A esta altura a senhora da noite já se apresentava majestosamente em meio ao oceano negro salpicado de astros e mirar em seu espelho de prata era mais que hipnótico, era mirar nos olhos de uma mãe há muito esperada. E mirar suas estrelas era mais do que a inspiração de um contemplar era dar-se conta da magnificência do mar universal. Olhar para cada uma daquelas pessoas, para cada ente naquela mata era mais que confortante, bem mais que familiar, transcendendo os meros laços da carne. Invadia a cada instante um sentimento de “fazer parte”, fadando a individualidade a ser apenas um detalhe da condição humana.
E quando a bela e horrenda dama que corria como dínamo nas veias de nossas almas decidiu por levar-nos ao encontro do imensurável, o ego debatendo-se em desespero sádico, usando de todas as suas forças para agarrar-se ao humano, eis que um turbilhão caótico lançou-nos no espaço. A agonia do ego ao ver-se dissolvido, perdendo-se de si mesmo na imensidão do incriado, trazia o melhor sentido de completude com o Tudo-Nada, a real comunhão com o sagrado. Nossos corpos esquecidos, gelados, guardados apenas guardião do fogo e pelas árvores eram apenas detalhes, casas abandonadas por seus usuários. Em uma epifania fantástica podia-se sentir o quedar constante no espaço e o medo do abismo devorador tornou-se o conforto da criança por útero amparada. Nada explica o amor daquela mãe, o conforto de seus braços, a beleza de seus traços. Nada se explica nessa viagem: apenas o sentir se basta.

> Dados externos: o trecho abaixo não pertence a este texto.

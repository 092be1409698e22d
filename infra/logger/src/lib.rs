//! # Logger
//!
//! Installs the process-wide `tracing` subscriber: a console layer and, optionally, a
//! non-blocking rolling file layer. Both share one [`EnvFilter`].
//!
//! * The filter starts from [`LoggerBuilder::level`] or a directive string given to
//!   [`LoggerBuilder::env_filter`] (e.g. `"info"` or `"faceclaimer=debug,tower_http=info"`).
//!   A non-empty `RUST_LOG` always wins over both.
//! * [`LoggerBuilder::json`] switches every layer to JSON lines.
//!
//! ## Example
//!
//! ```rust
//! # use fc_logger::{Logger, LevelFilter};
//!
//! let _logger = Logger::builder()
//!     .name("faceclaimer")
//!     .console(true)
//!     .level(LevelFilter::DEBUG)
//!     .init()
//!     .unwrap();
//! ```

mod error;

pub use crate::error::{LoggerError, LoggerErrorExt};
pub use tracing::level_filters::LevelFilter;
pub use tracing_appender::rolling::Rotation;

use private::Sealed;
use std::fs;
use std::path::PathBuf;
use tracing_appender::non_blocking::WorkerGuard;
use tracing_appender::rolling::RollingFileAppender;
use tracing_subscriber::fmt::layer;
use tracing_subscriber::layer::SubscriberExt;
use tracing_subscriber::util::SubscriberInitExt;
use tracing_subscriber::{EnvFilter, Layer, Registry};

const DEFAULT_MAX_FILES: usize = 10;
const LOG_FILE_SUFFIX: &str = "log";

type BoxedLayer = Box<dyn Layer<Registry> + Send + Sync + 'static>;

#[derive(Debug)]
pub struct LoggerConfig {
    console: bool,
    path: Option<PathBuf>,
    level: LevelFilter,
    rotation: Rotation,
    max_files: usize,
    json: bool,
    env_filter: Option<String>,
}

impl Default for LoggerConfig {
    fn default() -> Self {
        Self {
            console: true,
            path: None,
            level: LevelFilter::INFO,
            rotation: Rotation::DAILY,
            max_files: DEFAULT_MAX_FILES,
            json: false,
            env_filter: None,
        }
    }
}

#[derive(Debug)]
pub struct NoName;
#[derive(Debug)]
pub struct WithName(String);
#[derive(Debug)]
pub struct NoFile;
#[derive(Debug)]
pub struct WithFile;

mod private {
    pub trait Sealed {}
}
impl Sealed for NoName {}
impl Sealed for WithName {}
impl Sealed for NoFile {}
impl Sealed for WithFile {}

/// A builder for configuring and initializing the global tracing subscriber.
#[derive(Debug)]
pub struct LoggerBuilder<N: Sealed = NoName, F: Sealed = NoFile> {
    config: LoggerConfig,
    name: N,
    file_state: std::marker::PhantomData<F>,
}

impl<F: Sealed> LoggerBuilder<NoName, F> {
    /// Sets the service name, used as the log file prefix.
    pub fn name(self, name: impl Into<String>) -> LoggerBuilder<WithName, F> {
        LoggerBuilder {
            name: WithName(name.into()),
            config: self.config,
            file_state: std::marker::PhantomData,
        }
    }
}

impl LoggerBuilder<WithName, WithFile> {
    /// Number of rotated files kept on disk.
    #[must_use = "The builder must be configured before it can be used to initialize the logger."]
    pub const fn max_files(mut self, max: usize) -> Self {
        self.config.max_files = max;
        self
    }

    #[must_use = "The builder must be configured before it can be used to initialize the logger."]
    pub const fn rotation(mut self, rotation: Rotation) -> Self {
        self.config.rotation = rotation;
        self
    }
}

impl<F: Sealed> LoggerBuilder<WithName, F> {
    /// Default level when neither a directive nor `RUST_LOG` says otherwise.
    #[must_use = "The builder must be configured before it can be used to initialize the logger."]
    pub const fn level(mut self, level: LevelFilter) -> Self {
        self.config.level = level;
        self
    }

    /// Default filter directive (e.g., `faceclaimer=debug,hyper=info`).
    ///
    /// A non-empty `RUST_LOG` replaces it. An invalid directive makes
    /// [`LoggerBuilder::init`] fail.
    #[must_use = "The builder must be configured before it can be used to initialize the logger."]
    pub fn env_filter(mut self, filter: impl Into<String>) -> Self {
        self.config.env_filter = Some(filter.into());
        self
    }

    #[must_use = "The builder must be configured before it can be used to initialize the logger."]
    pub const fn console(mut self, enabled: bool) -> Self {
        self.config.console = enabled;
        self
    }

    /// Emits JSON lines on every layer instead of the compact text format.
    #[must_use = "The builder must be configured before it can be used to initialize the logger."]
    pub const fn json(mut self, enabled: bool) -> Self {
        self.config.json = enabled;
        self
    }

    /// Also writes rotated log files into `path`, created if missing.
    pub fn path(self, path: impl Into<PathBuf>) -> LoggerBuilder<WithName, WithFile> {
        let mut config = self.config;
        config.path = Some(path.into());
        LoggerBuilder { config, name: self.name, file_state: std::marker::PhantomData }
    }

    /// Consumes the builder and installs the global tracing subscriber.
    ///
    /// # Returns
    /// A [`Logger`] handle. **Note:** it owns the [`WorkerGuard`] of the file writer and
    /// must be kept alive for the duration of the program so buffered lines get flushed.
    ///
    /// # Errors
    /// Returns [`LoggerError::Subscriber`] if a global subscriber has already been set.
    /// Returns [`LoggerError::InvalidConfiguration`] for invalid builder settings.
    pub fn init(self) -> Result<Logger, LoggerError> {
        validate_config(&self.config, &self.name.0)?;

        let env_filter = build_env_filter(&self.config, env_directive().as_deref())?;

        let mut layers: Vec<BoxedLayer> = Vec::new();

        if self.config.console {
            layers.push(console_layer(self.config.json));
        }

        let guard = if let Some(path) = self.config.path {
            fs::create_dir_all(&path)
                .context(format!("Failed to create log directory {}", path.display()))?;

            let file_appender = RollingFileAppender::builder()
                .rotation(self.config.rotation)
                .filename_prefix(&self.name.0)
                .filename_suffix(LOG_FILE_SUFFIX)
                .max_log_files(self.config.max_files)
                .build(&path)
                .context(format!("Log directory {}", path.display()))?;

            let (non_blocking, g) = tracing_appender::non_blocking(file_appender);

            let file_layer = layer().with_writer(non_blocking).with_ansi(false);
            layers.push(if self.config.json { file_layer.json().boxed() } else { file_layer.boxed() });
            Some(g)
        } else {
            None
        };

        if layers.is_empty() {
            return Err(LoggerError::InvalidConfiguration {
                message: "No logging layers enabled. Enable console or file output.".into(),
                context: None,
            });
        }

        tracing_subscriber::registry().with(layers).with(env_filter).try_init()?;

        Ok(Logger { guard })
    }
}

/// A handle to the initialized logging system.
///
/// Holds the background writer guard. Drop it only when the application shuts down.
#[must_use = "Dropping this handle will stop background logging threads."]
#[derive(Debug)]
pub struct Logger {
    guard: Option<WorkerGuard>,
}

impl Logger {
    /// Returns a new [`LoggerBuilder`] to configure the global tracing subscriber.
    ///
    /// The `name` prefixes rolling log files (e.g., `faceclaimer.2026-10-18.log`).
    ///
    /// # Example
    ///
    /// ```rust
    /// use fc_logger::Logger;
    ///
    /// let _logger = Logger::builder()
    ///     .name("faceclaimer")
    ///     .env_filter("info,tower_http=debug")
    ///     .init()
    ///     .unwrap();
    /// ```
    #[must_use = "The builder must be configured before it can be used to initialize the logger."]
    pub fn builder() -> LoggerBuilder {
        LoggerBuilder {
            config: LoggerConfig::default(),
            name: NoName,
            file_state: std::marker::PhantomData,
        }
    }

    /// Whether a file writer is attached.
    #[must_use]
    pub const fn writes_files(&self) -> bool {
        self.guard.is_some()
    }

    /// Returns a reference to the underlying worker guard, if present.
    #[must_use]
    pub const fn guard(&self) -> Option<&WorkerGuard> {
        self.guard.as_ref()
    }
}

impl Drop for Logger {
    fn drop(&mut self) {
        if self.guard.is_some() {
            tracing::info!("Logging system shutting down, flushing buffers...");
        }
    }
}

fn console_layer(json: bool) -> BoxedLayer {
    if json {
        layer().json().with_ansi(false).boxed()
    } else {
        layer().compact().with_ansi(true).boxed()
    }
}

fn validate_config(config: &LoggerConfig, name: &str) -> Result<(), LoggerError> {
    if name.trim().is_empty() {
        return Err(LoggerError::InvalidConfiguration {
            message: "Logger name cannot be empty".into(),
            context: None,
        });
    }

    if name.contains(['/', '\\']) {
        return Err(LoggerError::InvalidConfiguration {
            message: format!("Logger name {name:?} cannot contain path separators").into(),
            context: None,
        });
    }

    if config.max_files == 0 {
        return Err(LoggerError::InvalidConfiguration {
            message: "max_files must be greater than zero".into(),
            context: None,
        });
    }

    Ok(())
}

fn env_directive() -> Option<String> {
    std::env::var(EnvFilter::DEFAULT_ENV).ok().filter(|v| !v.trim().is_empty())
}

/// `from_env` is the value of `RUST_LOG`, passed in so the precedence stays testable.
fn build_env_filter(config: &LoggerConfig, from_env: Option<&str>) -> Result<EnvFilter, LoggerError> {
    let builder = EnvFilter::builder().with_default_directive(config.level.into());

    if let Some(directive) = from_env {
        return Ok(builder.parse_lossy(directive));
    }

    match config.env_filter.as_deref() {
        Some(filter) => builder.parse(filter).map_err(|e| LoggerError::InvalidConfiguration {
            message: format!("Invalid env filter '{filter}': {e}").into(),
            context: None,
        }),
        None => Ok(builder.parse_lossy("")),
    }
}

E ao voltar deste mundo tão extraordinariamente real, dando-se conta da ilusória passagem do que chamamos em vida de realidade, vemos o quão especial pode ser tudo se mirarmos com a mesma alma que se derreteu nos braços daquela mãe absurda e eternizada. O valor dado a cada pequena alma, a cada sagrado átomo, por saber ser de tudo parte. A alegria de poder compartilhar com aquelas pessoas, antes pessoas amadas, agora fragmentos de sua alma, bem mais que irmãos, espelhos do espírito, ancestrais companheiros que trazem consigo a familiaridade de tempos incontáveis, repletos do pó das galáxias das quais todos fomos e somos parte.
Ao despedir-se de nossas carnes, aquele ser que nos deu asas para transpor as barreiras do espaço, deixou mais do que lembranças extraordinárias de um país das fadas, instalou-se em nossas divindades em uma simbiose além-carne, transmutando-nos em seres conscientes da imensidão do infinito incriado.